Policy checks — Does the change respect TDD constraints? Has a failing test been written before any implementation code?
Consistency checks — Does the change align with the planner’s decomposition? Has the scope drifted?
If any gate fails, the pipeline rejects the proposal and requests a revision — the LLM never bypasses the gate. This is deterministic enforcement, not probabilistic compliance.5
What This Means for Codex CLI
Multi-Agent v2 Context
Codex CLI’s multi-agent v2 runtime (shipped in v0.137.0) supports persistent agent sessions with follow-up defaults.6 As users build more sophisticated multi-agent pipelines — particularly with the OpenAI Agents SDK — the governance patterns from this paper become directly applicable.
AGENTS.md Implications
The paper’s findings reinforce what the TDAD research established: process lectures in AGENTS.md are counterproductive. Instead, effective TDD governance requires:
- Structural constraints embedded in the agent’s context, not procedural instructions
- Phase separation that prevents agents from skipping the test-first step
- Bounded iteration with explicit rollback rather than infinite retry loops
- Isolation between test-writing and implementation contexts
For a practical Codex CLI setup, this translates to:
## Testing Protocol
- Tests live in `tests/` and are NEVER modified by implementation agents
- Implementation agents receive test output only, not test source
- Maximum 3 fix attempts per failing test before rollback
- No implementation file may be created without a corresponding test file
The Repair Loop Lesson
The bounded repair loop (maximum 3 iterations) is particularly relevant. Codex CLI users running agent pipelines often encounter infinite fix-retry cycles where the agent keeps attempting different approaches to a failing test. The paper’s approach — hard termination with rollback after 3 attempts — prevents resource waste and context window exhaustion.

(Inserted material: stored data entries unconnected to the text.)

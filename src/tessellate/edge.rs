//! Edge discretization.
//!
//! Edge ends are welded into corners first, so that every edge meeting at
//! a corner starts or ends on the same point. An edge is then discretized
//! once and its twin reuses the same points, projected onto its own curve.

use super::mesh::{EdgeMesh, ModelMesh};
use crate::config::TessellationCriteria;
use crate::curve::RestrictionCurve;
use crate::math::{angle_between, Point3, PARAM_TOL};
use crate::nurbs::NurbsCurve2;
use crate::surface::Surface;
use crate::topo::*;
use std::collections::HashMap;

/// Bisection depth limit per seed span.
const MAX_DEPTH: usize = 16;

fn find(parent: &mut [usize], mut i: usize) -> usize {
    while parent[i] != i {
        parent[i] = parent[parent[i]];
        i = parent[i];
    }
    i
}

fn union(parent: &mut [usize], a: usize, b: usize) {
    let (ra, rb) = (find(parent, a), find(parent, b));
    if ra != rb {
        // Keep the earlier node as root so corner order follows face order.
        let (lo, hi) = if ra < rb { (ra, rb) } else { (rb, ra) };
        parent[hi] = lo;
    }
}

/// Weld the ends of every edge of `faces` into corners.
///
/// Consecutive edges of a loop share a corner, and so do the matching
/// ends of twin edges. Corners already known to `mesh` keep their points.
pub(super) fn weld_corners(mesh: &mut ModelMesh, model: &Model, faces: &[(ShellId, OrientedFace)]) {
    let mut nodes: Vec<(EdgeId, bool)> = Vec::new();
    let mut index: HashMap<(EdgeId, bool), usize> = HashMap::new();
    let mut parent: Vec<usize> = Vec::new();
    let mut node = |end: (EdgeId, bool), nodes: &mut Vec<(EdgeId, bool)>, parent: &mut Vec<usize>| {
        *index.entry(end).or_insert_with(|| {
            nodes.push(end);
            parent.push(parent.len());
            parent.len() - 1
        })
    };

    for (_, oriented) in faces {
        for &lp in &model.face(oriented.face).loops {
            let edges: Vec<OrientedEdge> = model.loops[lp]
                .edges
                .iter()
                .copied()
                .filter(|oe| model.edge(oe.edge).is_active())
                .collect();
            for (i, oe) in edges.iter().enumerate() {
                let next = edges[(i + 1) % edges.len()];
                let end = node((oe.edge, oe.orientation.is_front()), &mut nodes, &mut parent);
                let start = node((next.edge, !next.orientation.is_front()), &mut nodes, &mut parent);
                union(&mut parent, end, start);

                let Some(twin) = model.edge(oe.edge).twin else { continue };
                let same = model.same_direction(oe.edge, twin);
                for here in [false, true] {
                    let a = node((oe.edge, here), &mut nodes, &mut parent);
                    let b = node((twin, if same { here } else { !here }), &mut nodes, &mut parent);
                    union(&mut parent, a, b);
                }
            }
        }
    }

    let mut classes: Vec<Vec<usize>> = Vec::new();
    let mut class_of: HashMap<usize, usize> = HashMap::new();
    for i in 0..nodes.len() {
        let root = find(&mut parent, i);
        let next = classes.len();
        let c = *class_of.entry(root).or_insert(next);
        if c == classes.len() {
            classes.push(Vec::new());
        }
        classes[c].push(i);
    }

    for members in classes {
        let ends: Vec<(u32, bool)> = members
            .iter()
            .map(|&i| (model.edge(nodes[i].0).serial, nodes[i].1))
            .collect();
        match ends.iter().find_map(|&end| mesh.corner(end)) {
            Some(id) => {
                for &end in &ends {
                    mesh.extend_corner(id, end);
                }
            }
            None => {
                let (edge, at_end) = nodes[members[0]];
                let (start, end) = model.edge_end_points(edge);
                let id = mesh.add_point(if at_end { end } else { start });
                mesh.add_corner(id, ends);
            }
        }
    }
}

/// Seed parameters: distinct knots, plus span midpoints above degree 1.
fn seed_parameters(curve: &NurbsCurve2) -> Vec<f64> {
    let (t0, t1) = curve.domain();
    let mut seeds: Vec<f64> = vec![t0];
    for &k in &curve.knots {
        if k > seeds[seeds.len() - 1] + PARAM_TOL && k < t1 - PARAM_TOL {
            seeds.push(k);
        }
    }
    seeds.push(t1);
    if curve.degree > 1 {
        let mut refined = Vec::with_capacity(seeds.len() * 2);
        for w in seeds.windows(2) {
            refined.push(w[0]);
            refined.push((w[0] + w[1]) * 0.5);
        }
        refined.push(t1);
        seeds = refined;
    }
    seeds
}

/// Distance from `p` to segment `ab`.
pub(super) fn distance_to_segment(p: &Point3, a: &Point3, b: &Point3) -> f64 {
    let ab = b - a;
    let len2 = ab.norm_squared();
    if len2 <= f64::EPSILON {
        return (p - a).norm();
    }
    let s = ((p - a).dot(&ab) / len2).clamp(0.0, 1.0);
    (p - (a + ab * s)).norm()
}

fn needs_split(
    curve: &RestrictionCurve,
    surface: &Surface,
    criteria: &TessellationCriteria,
    t0: f64,
    t1: f64,
) -> bool {
    let at = |s: f64| curve.point(surface, t0 + (t1 - t0) * s);
    let (p0, pm, p1) = (at(0.0), at(0.5), at(1.0));
    let arc = (pm - p0).norm() + (p1 - pm).norm();
    if arc < 2.0 * criteria.min_element_size {
        return false;
    }
    if criteria.too_long((p1 - p0).norm()) {
        return true;
    }
    if [0.25, 0.5, 0.75].iter().any(|&s| {
        let q = if s == 0.5 { pm } else { at(s) };
        distance_to_segment(&q, &p0, &p1) > criteria.chord_tolerance
    }) {
        return true;
    }
    let (uv0, uv1) = (curve.uv(t0), curve.uv(t1));
    angle_between(&surface.normal(uv0.x, uv0.y), &surface.normal(uv1.x, uv1.y))
        > criteria.normal_tolerance
}

fn bisect(
    curve: &RestrictionCurve,
    surface: &Surface,
    criteria: &TessellationCriteria,
    t0: f64,
    t1: f64,
    depth: usize,
    out: &mut Vec<f64>,
) {
    if depth < MAX_DEPTH && needs_split(curve, surface, criteria, t0, t1) {
        let tm = (t0 + t1) * 0.5;
        bisect(curve, surface, criteria, t0, tm, depth + 1, out);
        bisect(curve, surface, criteria, tm, t1, depth + 1, out);
    } else {
        out.push(t1);
    }
}

/// Curve parameters of the discretization of `edge`, both ends included.
pub(super) fn discretize(model: &Model, edge: EdgeId, criteria: &TessellationCriteria) -> Vec<f64> {
    let curve = &model.edge(edge).curve;
    let surface = model.edge_surface(edge);
    let seeds = seed_parameters(&curve.curve);
    let mut params = vec![seeds[0]];
    for w in seeds.windows(2) {
        bisect(curve, surface, criteria, w[0], w[1], 0, &mut params);
    }
    params
}

/// Mesh of `to` built from the existing mesh of its twin `from`.
fn derive_from_twin(mesh: &ModelMesh, model: &Model, from: EdgeId, to: EdgeId) -> Option<EdgeMesh> {
    let source = mesh.edge_meshes.get(&model.edge(from).serial)?;
    let target = model.edge(to);
    let surface = model.edge_surface(to);
    let (t0, t1) = target.curve.domain();
    let n = source.params.len();
    let order: Vec<usize> = if model.same_direction(from, to) {
        (0..n).collect()
    } else {
        (0..n).rev().collect()
    };

    let mut params = Vec::with_capacity(n);
    let mut point_ids = Vec::with_capacity(n);
    for (k, &i) in order.iter().enumerate() {
        let id = source.point_ids[i];
        let t = if k == 0 {
            t0
        } else if k == n - 1 {
            t1
        } else {
            let t = target.curve.project(surface, &mesh.point(id));
            t.max(params[k - 1])
        };
        params.push(t);
        point_ids.push(id);
    }
    if let Some(id) = mesh.corner((target.serial, false)) {
        point_ids[0] = id;
    }
    if let Some(id) = mesh.corner((target.serial, true)) {
        point_ids[n - 1] = id;
    }
    Some(EdgeMesh {
        edge_serial: target.serial,
        params,
        point_ids,
    })
}

/// The mesh of `edge`, built on first use together with its twin's.
pub(super) fn ensure_edge_mesh(mesh: &mut ModelMesh, model: &Model, edge: EdgeId) -> EdgeMesh {
    let serial = model.edge(edge).serial;
    if let Some(existing) = mesh.edge_meshes.get(&serial) {
        return existing.clone();
    }
    let twin = model
        .edge(edge)
        .twin
        .filter(|&t| model.edges.get(t).is_some_and(Edge::is_active));
    if let Some(derived) = twin.and_then(|t| derive_from_twin(mesh, model, t, edge)) {
        mesh.edge_meshes.insert(serial, derived.clone());
        return derived;
    }

    let criteria = mesh.criteria;
    let params = discretize(model, edge, &criteria);
    let curve = &model.edge(edge).curve;
    let surface = model.edge_surface(edge);
    let (start, end) = curve.end_points(surface);
    let mut point_ids = Vec::with_capacity(params.len());
    for (i, &t) in params.iter().enumerate() {
        let id = if i == 0 {
            mesh.corner((serial, false)).unwrap_or_else(|| mesh.add_point(start))
        } else if i == params.len() - 1 {
            mesh.corner((serial, true)).unwrap_or_else(|| mesh.add_point(end))
        } else {
            mesh.add_point(curve.point(surface, t))
        };
        point_ids.push(id);
    }
    let built = EdgeMesh {
        edge_serial: serial,
        params,
        point_ids,
    };
    mesh.edge_meshes.insert(serial, built.clone());

    if let Some(twin) = twin {
        let twin_serial = model.edge(twin).serial;
        if !mesh.edge_meshes.contains_key(&twin_serial) {
            if let Some(derived) = derive_from_twin(mesh, model, edge, twin) {
                mesh.edge_meshes.insert(twin_serial, derived);
            }
        }
    }
    built
}

#[cfg(test)]
mod tests {
    use super::*;
    use approx::assert_relative_eq;

    #[test]
    fn segment_distance() {
        let a = Point3::new(0.0, 0.0, 0.0);
        let b = Point3::new(2.0, 0.0, 0.0);
        assert_relative_eq!(distance_to_segment(&Point3::new(1.0, 1.0, 0.0), &a, &b), 1.0);
        assert_relative_eq!(distance_to_segment(&Point3::new(3.0, 0.0, 0.0), &a, &b), 1.0);
    }

    #[test]
    fn seeds_of_linear_curve_are_its_ends() {
        let curve = NurbsCurve2::new(
            1,
            vec![0.0, 0.0, 1.0, 1.0],
            vec![crate::math::Point2::new(0.0, 0.0), crate::math::Point2::new(1.0, 0.0)],
            vec![1.0, 1.0],
        );
        assert_eq!(seed_parameters(&curve), vec![0.0, 1.0]);
    }

    #[test]
    fn quadratic_seeds_include_span_midpoints() {
        let curve = NurbsCurve2::new(
            2,
            vec![0.0, 0.0, 0.0, 0.5, 1.0, 1.0, 1.0],
            vec![
                crate::math::Point2::new(0.0, 0.0),
                crate::math::Point2::new(0.5, 0.5),
                crate::math::Point2::new(1.0, 0.5),
                crate::math::Point2::new(1.0, 1.0),
            ],
            vec![1.0; 4],
        );
        assert_eq!(seed_parameters(&curve), vec![0.0, 0.25, 0.5, 0.75, 1.0]);
    }
}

This aligns with practical experience: if an agent cannot fix a test failure in 3 attempts, the problem is usually in the test specification or the task decomposition, not in the implementation strategy.
Comparison with TDAD
The two approaches are complementary rather than competing:
| Dimension | TDAD | TDD Governance |
|---|---|---|
| Scope | Single agent | Multi-agent pipeline |
| Mechanism | Dependency graph as agent skill | Prompt-level constraint enforcement |
| Key insight | Tell agents which tests, not how to test | Separate proposal from authority |
| Regression reduction | 70% (measured) | Preliminary (reduced retry cycles) |
| Codex CLI fit | AGENTS.md + pre-commit hooks | Multi-agent v2 pipeline orchestration |
A production-grade Codex CLI workflow could combine both: TDAD’s dependency graph for structural knowledge within each agent, and TDD governance’s phase gating for pipeline-level discipline.
The Broader Pattern: Governance as Architecture
The paper’s deepest contribution is not the specific TDD rules but the architectural pattern: governance through structure, not instruction. In the same way that a type system prevents entire categories of error without requiring developer discipline, prompt-level phase gating prevents entire categories of agent misbehaviour without requiring the LLM to “understand” TDD.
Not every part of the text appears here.